Tuesday, January 16, 2007

Two reasons, only two

I think it was a quarter-century ago or more, but someone told me that there are only two reasons for doing anything:
  1. You want to do it.
  2. God wants you to do it.
At first I thought, "That's too simple," but then I tried to think of a third valid reason.

Couldn't come up with one. I mean, "I don't wanna do this problem set but I want to get a good grade in the class" is just a tradeoff, which I claim falls under #1, because I want the result and therefore put up with the requirements. And "If I don't, my friend (or whoever) will be unhappy with me" is like that: I may hate the opera, but if a harmonious relationship with an opera-lover is high on my list, then....

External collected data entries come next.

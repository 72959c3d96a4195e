//! The configuration questionnaire
//!
//! A strictly sequential pipeline of prompt steps with forward-only
//! branching. The only loop is the PHP extension selection, which re-enters
//! its own sub-steps until the user confirms a set or submits nothing
//! usable.

use crate::{
    answers::{AnswerRecord, Database, MonoRepo, PhpVersion, Queue, StarterKit, TestingFramework},
    config::WizardConfig,
    constants::{DEFAULT_PHP_EXTENSIONS, DOCKER_NETWORKS_KEY, PHP_EXTENSIONS_DOCS_URL},
    error::{Error, Result},
    prompt::{
        ConfirmationConfig, MultipleChoiceConfig, PromptProvider, SingleChoiceConfig,
        TextPromptConfig,
    },
    validation::{parse_extension_list, validate_server_contact},
};

/// Prompt labels, shared with the test suite so scripted runs can address
/// each step by its exact wording.
pub mod labels {
    pub const PROJECT_NAME: &str = "What is the name of your project?";
    pub const SERVER_CONTACT: &str = "🤖 Server Contact";
    pub const REVERSE_PROXY: &str = "Do you already have a reverse proxy in development?";
    pub const NETWORK: &str =
        "Select the network to which the services should be attached.";
    pub const PHP_VERSION: &str = "👉 What PHP version would you like to use?";
    pub const PHP_EXTENSIONS: &str =
        "Enter comma separated extensions below or press ENTER to use default extensions.";
    pub const CONFIRM_EXTENSIONS: &str = "Do you confirm these extensions?";
    pub const DATABASE: &str = "Which database will your application use?";
    pub const STARTER_KIT: &str = "Would you like to install a starter kit?";
    pub const BREEZE_STACK: &str = "Which Breeze stack would you like to install?";
    pub const JETSTREAM_STACK: &str = "Which Jetstream stack would you like to install?";
    pub const OPTIONAL_FEATURES: &str = "Would you like any optional features?";
    pub const DARK_MODE: &str = "Would you like dark mode support?";
    pub const MONO_REPO: &str = "Do you want to initialize a monorepo with Nuxt or Next?";
    pub const TESTING_FRAMEWORK: &str = "Which testing framework do you prefer?";
    pub const QUEUE: &str = "Which Queue Service will your application use?";
    pub const QUEUE_DRIVER: &str = "What service to use for queues?";
    pub const HORIZON_DRIVER: &str = "What service to use for Horizon?";
    pub const JS_PACKAGE_MANAGER: &str = "Choose your JavaScript package manager";
    pub const INITIALIZE_GIT: &str = "Would you like to initialize a Git repository?";
}

const PHP_VERSION_OPTIONS: &[(PhpVersion, &str)] = &[
    (PhpVersion::Php84, "PHP 8.4 (Recommended)"),
    (PhpVersion::Php83, "PHP 8.3"),
    (PhpVersion::Php82, "PHP 8.2"),
];

const DATABASE_OPTIONS: &[(Database, &str)] = &[
    (Database::Sqlite, "SQLite"),
    (Database::Mysql, "MySQL"),
    (Database::Mariadb, "MariaDB"),
    (Database::Postgres, "PostgreSQL"),
];

const STARTER_KIT_OPTIONS: &[(StarterKit, &str)] = &[
    (StarterKit::None, "No starter kit"),
    (StarterKit::Breeze, "Laravel Breeze"),
    (StarterKit::Jetstream, "Laravel Jetstream"),
];

const BREEZE_STACKS: &[(&str, &str)] = &[
    ("blade", "Blade with Alpine"),
    ("livewire", "Livewire (Volt Class API) with Alpine"),
    ("livewire-functional", "Livewire (Volt Functional API) with Alpine"),
    ("react", "React with Inertia"),
    ("vue", "Vue with Inertia"),
    ("api", "API only"),
];

const BREEZE_FRONTEND_OPTIONS: &[(&str, &str)] = &[
    ("dark", "Dark mode"),
    ("ssr", "Inertia SSR"),
    ("typescript", "TypeScript"),
    ("eslint", "ESLint with Prettier"),
];

const JETSTREAM_STACKS: &[(&str, &str)] =
    &[("livewire", "Livewire"), ("inertia", "Vue with Inertia")];

const JETSTREAM_OPTIONS: &[(&str, &str)] = &[
    ("api", "API support"),
    ("dark", "Dark mode"),
    ("verification", "Email verification"),
    ("teams", "Team support"),
];

const MONO_REPO_OPTIONS: &[(MonoRepo, &str)] = &[
    (MonoRepo::None, "No, I'm not a fan of monorepo."),
    (MonoRepo::Nuxt, "Yes, Nuxt, because you're the Vue to my heart!"),
    (MonoRepo::Next, "Yes, Next, because React-ions speak louder than words!"),
];

const TESTING_FRAMEWORK_OPTIONS: &[(TestingFramework, &str)] =
    &[(TestingFramework::Pest, "Pest"), (TestingFramework::PhpUnit, "PHPUnit")];

const QUEUE_OPTIONS: &[(Queue, &str)] = &[
    (Queue::None, "None"),
    (Queue::Horizon, "Horizon (Recommended)"),
    (Queue::Queue, "Queues native"),
];

const QUEUE_DRIVERS: &[(&str, &str)] = &[
    ("valkey", "Valkey (Recommended)"),
    ("redis", "Redis"),
    ("database", "Database"),
];

const HORIZON_DRIVERS: &[(&str, &str)] =
    &[("valkey", "Valkey (Recommended)"), ("redis", "Redis")];

const FEATURE_OPTIONS: &[(&str, &str)] =
    &[("schedule", "Task Scheduling"), ("reverb", "Reverb")];

const JS_PACKAGE_MANAGERS: &[(&str, &str)] =
    &[("npm", "npm"), ("yarn", "yarn"), ("pnpm", "pnpm"), ("bun", "bun")];

/// Walks the user through the questionnaire and assembles the answer record.
pub struct Wizard<'a, P: PromptProvider> {
    provider: &'a P,
    config: &'a WizardConfig,
    answers: AnswerRecord,
}

impl<'a, P: PromptProvider> Wizard<'a, P> {
    pub fn new(config: &'a WizardConfig, provider: &'a P) -> Self {
        Self { provider, config, answers: AnswerRecord::default() }
    }

    /// Run the full questionnaire and return the finished record.
    pub fn run(mut self) -> Result<AnswerRecord> {
        self.provider.show_info("🚀 Let's get Laravel launched!")?;

        self.prompt_for_project_name()?;
        self.prompt_for_server_contact()?;
        self.prompt_for_reverse_proxy()?;
        self.prompt_for_php_version()?;
        self.prompt_for_php_extensions()?;
        self.prompt_for_database()?;
        self.prompt_for_starter_kit()?;
        self.prompt_for_queue()?;
        self.prompt_for_features()?;
        self.prompt_for_javascript_package_manager()?;
        self.prompt_for_initialize_git()?;

        log::debug!(
            "Questionnaire complete for project '{}'",
            self.answers.project_name
        );
        Ok(self.answers)
    }

    fn prompt_for_project_name(&mut self) -> Result<()> {
        let mut config = TextPromptConfig::new(labels::PROJECT_NAME);
        config.default = Some(self.answers.project_name.clone());
        self.answers.project_name = self.provider.prompt_text(&config)?;
        Ok(())
    }

    fn prompt_for_server_contact(&mut self) -> Result<()> {
        let mut config = TextPromptConfig::new(labels::SERVER_CONTACT);
        config.placeholder = Some("E.g. admin@example.com".to_string());
        config.hint = Some(
            "Set an email contact who should be notified for Let's Encrypt SSL \
             renewals and other system alerts."
                .to_string(),
        );
        config.validate = Some(validate_server_contact);
        self.answers.server_contact = self.provider.prompt_text(&config)?;
        Ok(())
    }

    fn prompt_for_reverse_proxy(&mut self) -> Result<()> {
        let has_proxy =
            self.confirm(labels::REVERSE_PROXY, false, Some("If you don't know, select no."))?;
        self.answers.needs_traefik = !has_proxy;

        if !self.answers.needs_traefik {
            self.answers.network = self.select_network()?;
        }
        Ok(())
    }

    /// Offer the networks supplied by the environment configuration. An
    /// empty list is a configuration error, not a prompt outcome.
    fn select_network(&self) -> Result<String> {
        if self.config.docker_networks.is_empty() {
            return Err(Error::ConfigKeyMissing { key: DOCKER_NETWORKS_KEY });
        }

        let config = SingleChoiceConfig {
            prompt: labels::NETWORK.to_string(),
            choices: self.config.docker_networks.clone(),
            default_index: None,
        };
        let index = self.provider.prompt_single_choice(&config)?;
        self.config.docker_networks.get(index).cloned().ok_or_else(|| {
            Error::InvalidInput(format!(
                "selection {index} is out of range for '{}'",
                labels::NETWORK
            ))
        })
    }

    fn prompt_for_php_version(&mut self) -> Result<()> {
        self.answers.php_version =
            self.select_from(labels::PHP_VERSION, PHP_VERSION_OPTIONS, None)?;
        Ok(())
    }

    fn prompt_for_php_extensions(&mut self) -> Result<()> {
        loop {
            self.provider.show_info(&extension_instructions())?;

            let mut config = TextPromptConfig::new(labels::PHP_EXTENSIONS);
            config.allow_empty = true;
            let input = self.provider.prompt_text(&config)?;

            if input.is_empty() {
                self.answers.php_extensions = Vec::new();
                break;
            }

            let extensions = parse_extension_list(&input);
            if extensions.is_empty() {
                // Every token was blank after trimming: fall back to the
                // default extensions without asking for confirmation.
                self.answers.php_extensions = Vec::new();
                break;
            }

            self.provider
                .show_info(&extension_review(self.answers.php_version, &extensions))?;
            if self.confirm(labels::CONFIRM_EXTENSIONS, true, None)? {
                self.answers.php_extensions = extensions;
                break;
            }

            self.provider.show_info("Returning to extension selection...")?;
        }
        Ok(())
    }

    fn prompt_for_database(&mut self) -> Result<()> {
        self.answers.database = self.select_from(labels::DATABASE, DATABASE_OPTIONS, None)?;
        Ok(())
    }

    fn prompt_for_starter_kit(&mut self) -> Result<()> {
        self.answers.starter_kit =
            self.select_from(labels::STARTER_KIT, STARTER_KIT_OPTIONS, None)?;

        match self.answers.starter_kit {
            StarterKit::Breeze => self.prompt_for_breeze_options()?,
            StarterKit::Jetstream => self.prompt_for_jetstream_options()?,
            StarterKit::None => {}
        }

        self.prompt_for_testing_framework()
    }

    fn prompt_for_breeze_options(&mut self) -> Result<()> {
        let stack = self.select_from(labels::BREEZE_STACK, BREEZE_STACKS, None)?;
        self.answers.starter_kit_stack = stack.to_string();

        match stack {
            "react" | "vue" => {
                self.answers.starter_kit_options =
                    self.multi_select_from(labels::OPTIONAL_FEATURES, BREEZE_FRONTEND_OPTIONS)?;
            }
            "api" => {
                self.provider
                    .show_info("You have chosen an api stack without a frontend.")?;
                self.answers.mono_repo =
                    self.select_from(labels::MONO_REPO, MONO_REPO_OPTIONS, None)?;
            }
            // blade and the livewire variants only offer dark mode
            _ => {
                self.answers.starter_kit_options =
                    if self.confirm(labels::DARK_MODE, false, None)? {
                        vec!["dark".to_string()]
                    } else {
                        Vec::new()
                    };
            }
        }
        Ok(())
    }

    fn prompt_for_jetstream_options(&mut self) -> Result<()> {
        let stack = self.select_from(labels::JETSTREAM_STACK, JETSTREAM_STACKS, None)?;
        self.answers.starter_kit_stack = stack.to_string();

        self.answers.starter_kit_options =
            self.multi_select_from(labels::OPTIONAL_FEATURES, JETSTREAM_OPTIONS)?;
        Ok(())
    }

    fn prompt_for_testing_framework(&mut self) -> Result<()> {
        self.answers.testing_framework =
            self.select_from(labels::TESTING_FRAMEWORK, TESTING_FRAMEWORK_OPTIONS, Some(0))?;
        Ok(())
    }

    fn prompt_for_queue(&mut self) -> Result<()> {
        self.answers.queue = self.select_from(labels::QUEUE, QUEUE_OPTIONS, None)?;

        match self.answers.queue {
            Queue::Queue => {
                self.answers.queue_driver =
                    self.select_from(labels::QUEUE_DRIVER, QUEUE_DRIVERS, None)?.to_string();
            }
            Queue::Horizon => {
                self.answers.queue_driver = self
                    .select_from(labels::HORIZON_DRIVER, HORIZON_DRIVERS, None)?
                    .to_string();
            }
            Queue::None => {}
        }
        Ok(())
    }

    fn prompt_for_features(&mut self) -> Result<()> {
        self.answers.features =
            self.multi_select_from(labels::OPTIONAL_FEATURES, FEATURE_OPTIONS)?;
        Ok(())
    }

    fn prompt_for_javascript_package_manager(&mut self) -> Result<()> {
        if self.is_api_only_without_mono_repo() {
            log::debug!("Skipping package manager selection for an API-only project");
            return Ok(());
        }

        self.answers.javascript_package_manager = self
            .select_from(labels::JS_PACKAGE_MANAGER, JS_PACKAGE_MANAGERS, None)?
            .to_string();
        Ok(())
    }

    fn is_api_only_without_mono_repo(&self) -> bool {
        self.answers.starter_kit == StarterKit::Breeze
            && self.answers.starter_kit_stack == "api"
            && self.answers.mono_repo == MonoRepo::None
    }

    fn prompt_for_initialize_git(&mut self) -> Result<()> {
        self.answers.initialize_git = self.confirm(labels::INITIALIZE_GIT, true, None)?;
        Ok(())
    }

    // Prompt plumbing

    fn select_from<T: Copy>(
        &self,
        prompt: &str,
        options: &[(T, &str)],
        default_index: Option<usize>,
    ) -> Result<T> {
        let config = SingleChoiceConfig {
            prompt: prompt.to_string(),
            choices: options.iter().map(|(_, label)| (*label).to_string()).collect(),
            default_index,
        };
        let index = self.provider.prompt_single_choice(&config)?;
        options.get(index).map(|(value, _)| *value).ok_or_else(|| {
            Error::InvalidInput(format!("selection {index} is out of range for '{prompt}'"))
        })
    }

    fn multi_select_from(
        &self,
        prompt: &str,
        options: &[(&str, &str)],
    ) -> Result<Vec<String>> {
        let config = MultipleChoiceConfig {
            prompt: prompt.to_string(),
            choices: options.iter().map(|(_, label)| (*label).to_string()).collect(),
            defaults: vec![false; options.len()],
        };
        let indices = self.provider.prompt_multiple_choice(&config)?;

        indices
            .into_iter()
            .map(|index| {
                options.get(index).map(|(value, _)| (*value).to_string()).ok_or_else(
                    || {
                        Error::InvalidInput(format!(
                            "selection {index} is out of range for '{prompt}'"
                        ))
                    },
                )
            })
            .collect()
    }

    fn confirm(&self, prompt: &str, default: bool, hint: Option<&str>) -> Result<bool> {
        self.provider.prompt_confirmation(&ConfirmationConfig {
            prompt: prompt.to_string(),
            default,
            hint: hint.map(str::to_string),
        })
    }
}

fn extension_instructions() -> String {
    format!(
        "Default extensions:\n{}\n\nSee available extensions:\n{}\n\n\
         Enter additional extensions as a comma-separated list (no spaces).\n\
         Example: gd,imagick,intl",
        DEFAULT_PHP_EXTENSIONS.join(", "),
        PHP_EXTENSIONS_DOCS_URL,
    )
}

fn extension_review(php_version: PhpVersion, extensions: &[String]) -> String {
    let listing =
        extensions.iter().map(|ext| format!("- {ext}")).collect::<Vec<_>>().join("\n");
    format!(
        "These extensions names must be supported in the PHP version you selected.\n\
         Learn more here: {}\n\nPHP Version: {}\nExtensions:\n{}",
        PHP_EXTENSIONS_DOCS_URL, php_version, listing,
    )
}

And "My parents want me to do it" may or may not be valid, but if it is, it might come under #2 because of the command to "Honor your father and mother... that you may live long and that it may go well with you..." (Deuteronomy 5.16). And the same reasoning may apply to input from spiritual or other leaders, if what they want is within what the Lord wants and within the scope of the authority that I'm under.

Perhaps this is what Jesus means when he says,
Come to me, all you who are weary and burdened, and I will give you rest. Take my yoke upon you and learn from me, for I am gentle and humble in heart, and you will find rest for your souls. For my yoke is easy and my burden is light
Matthew 11.28-30
When he says "Take my yoke," does that mean I can quit washing the dishes, writing reports, or filling the tank? Not unless I want to be jobless, stranded at the roadside out of gas, miles from a sink full of dirty dishes!

No, I think the point is that all those things that I do because I think somebody else wants me to, or because "that's the way we've always done it" or because it "must" be done -- some of those might not be what Jesus has in mind, and if I've taken his yoke, I'm not forced by that other yoke to do all those things.

Which in spite of the burden of choice, is good news.